Overlanders store water using various containers and storage systems to ensure they have an adequate supply for drinking, cooking, and hygiene needs during their trips. Some common water storage options for overlanders include:

  1. Jerry cans: These durable, rectangular containers are designed to carry and store liquids, including water. They come in various sizes, typically ranging from 5 to 20 liters, and are made of food-grade plastic or metal. Jerry cans are popular among overlanders due to their sturdy construction and stackable design.
  2. Collapsible water containers: These containers are made from flexible, food-grade materials and can be folded or rolled up when not in use, making them a space-saving option. They come in various sizes, usually between 5 and 20 liters, and often have built-in handles and spouts for easy pouring.
  3. Water bladders or bags: Water bladders or bags are made from flexible, food-grade materials and can be filled with water to provide a lightweight and compact storage solution. They usually have a hose or spout for easy access to the water and can be hung or placed in a backpack.
  4. Built-in water tanks: Some overlanders choose to install custom or aftermarket built-in water tanks in their vehicles. These tanks can hold larger quantities of water and are often made from durable materials like stainless steel or food-grade plastic.
  5. Water bottles and hydration systems: For personal hydration, overlanders often carry reusable water bottles or hydration systems, such as hydration bladders or reservoirs, which can be easily refilled from larger water containers or natural sources.

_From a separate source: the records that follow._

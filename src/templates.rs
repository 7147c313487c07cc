use tera::Tera;

use crate::error::Result;

/// Error page used when the templates directory does not provide one
pub const DEFAULT_ERROR_TEMPLATE: &str = r#"<!DOCTYPE html>
<html lang="en">
<head>
  <meta charset="utf-8">
  <title>{{ Title }}</title>
  <base href="{{ AppSubUrl }}/">
</head>
<body class="theme-{{ Theme }}">
  <div class="page-error">
    <h1>{{ Title }}</h1>
    {% if ErrorMsg is defined %}<pre class="page-error__detail">{{ ErrorMsg }}</pre>{% endif %}
  </div>
</body>
</html>
"#;

/// Load `*.html` templates under `dir`, registering the built-in error page
/// under `error_template` when the directory lacks it.
pub fn load(dir: &str, error_template: &str) -> Result<Tera> {
    let mut tera = Tera::new(&format!("{}/**/*.html", dir.trim_end_matches('/')))?;

    if !tera.get_template_names().any(|name| name == error_template) {
        tracing::warn!(
            "Template {} not found in {}, using the built-in error page",
            error_template,
            dir
        );
        tera.add_raw_template(error_template, DEFAULT_ERROR_TEMPLATE)?;
    }

    tracing::debug!("Loaded {} templates", tera.get_template_names().count());
    Ok(tera)
}

/// Tera instance holding only the built-in error page
pub fn builtin(error_template: &str) -> Result<Tera> {
    let mut tera = Tera::default();
    tera.add_raw_template(error_template, DEFAULT_ERROR_TEMPLATE)?;
    Ok(tera)
}

#[cfg(test)]
mod tests {
    use super::*;

    #[test]
    fn test_builtin_renders_without_error_msg() {
        let tera = builtin("error.html").unwrap();
        let mut ctx = tera::Context::new();
        ctx.insert("Title", "Not here");
        ctx.insert("AppSubUrl", "");
        ctx.insert("Theme", "dark");

        let html = tera.render("error.html", &ctx).unwrap();
        assert!(html.contains("<h1>Not here</h1>"));
        assert!(!html.contains("page-error__detail"));
    }

    #[test]
    fn test_builtin_escapes_error_msg() {
        let tera = builtin("error.html").unwrap();
        let mut ctx = tera::Context::new();
        ctx.insert("Title", "Oops");
        ctx.insert("AppSubUrl", "");
        ctx.insert("Theme", "dark");
        ctx.insert("ErrorMsg", "<script>");

        let html = tera.render("error.html", &ctx).unwrap();
        assert!(html.contains("&lt;script&gt;"));
    }

    #[test]
    fn test_load_from_missing_dir_falls_back() {
        let tera = load("does-not-exist", "error.html").unwrap();
        assert!(tera.get_template_names().any(|n| n == "error.html"));
    }

    #[test]
    fn test_load_repository_templates() {
        let dir = concat!(env!("CARGO_MANIFEST_DIR"), "/templates");
        let tera = load(dir, "error.html").unwrap();
        assert!(tera.get_template_names().any(|n| n == "error.html"));
    }
}
use std::sync::Arc;

use tera::Tera;

use crate::config::Config;
use crate::context::RenderSettings;
use crate::db::DbPool;

/// Shared application state handed to every router
#[derive(Clone)]
pub struct AppState {
    pub config: Arc<Config>,
    pub db: DbPool,
    pub templates: Arc<Tera>,
}

impl AppState {
    pub fn new(config: Config, db: DbPool, templates: Tera) -> Self {
        Self {
            config: Arc::new(config),
            db,
            templates: Arc::new(templates),
        }
    }

    pub fn render_settings(&self) -> RenderSettings {
        RenderSettings {
            env: self.config.env,
            app_sub_url: self.config.app_sub_url.clone(),
            error_template: self.config.error_template.clone(),
            templates: self.templates.clone(),
        }
    }
}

How Do Overlanders Shower?

How Do Overlanders Shower?

Showering while overlanding can be a bit of a challenge, but there are several options available depending on your preferences, location, and available facilities. Here are some ways to shower when overlanding:

  1. Public facilities: When accessible, overlanders can make use of showers at campgrounds, RV parks, truck stops, or recreational centers. These facilities often provide hot water and a comfortable place to clean up.
  2. Portable camping showers: Many overlanders carry portable camping showers, which consist of a water container, a hose, and a showerhead. These showers can be heated by solar energy or connected to a propane stove or vehicle’s heating system. They can be hung from a tree or mounted on a vehicle, providing a convenient and private shower option.
  3. Solar showers: A solar shower is a bag made of heat-absorbing material that is filled with water and left in the sun to warm up. After a few hours, the water can reach a comfortable temperature for showering. Solar showers typically come with a hose and a nozzle, making them an easy and eco-friendly option.
  4. Battery-powered showers: These portable showers use a small, battery-powered pump to draw water from a container and push it through a showerhead. The water can be heated beforehand or left at ambient temperature, depending on your preference.
  5. DIY vehicle shower systems: Some overlanders create custom shower systems integrated into their vehicles. These can include built-in water tanks, water heaters, and showerheads mounted on the exterior of the vehicle. These setups can provide hot showers and privacy with the use of a shower tent or a privacy screen.
  6. Wet wipes or sponge baths: In situations where shower facilities or water is scarce, overlanders can use wet wipes or a damp cloth for sponge baths to clean themselves. Biodegradable, unscented wet wipes designed for camping are a practical option for a quick and water-efficient cleanup.
  7. Natural water sources: When in remote locations, overlanders may use rivers, lakes, or streams to bathe. It’s essential to use biodegradable soap and keep a safe distance (at least 200 feet) from the water source to minimize the impact on the environment.

Regardless of the shower method chosen, it’s crucial to be mindful of water conservation and the environment. Overlanders should use biodegradable soaps, practice good hygiene, and adhere to Leave No Trace principles to ensure they minimize their impact on the areas they visit.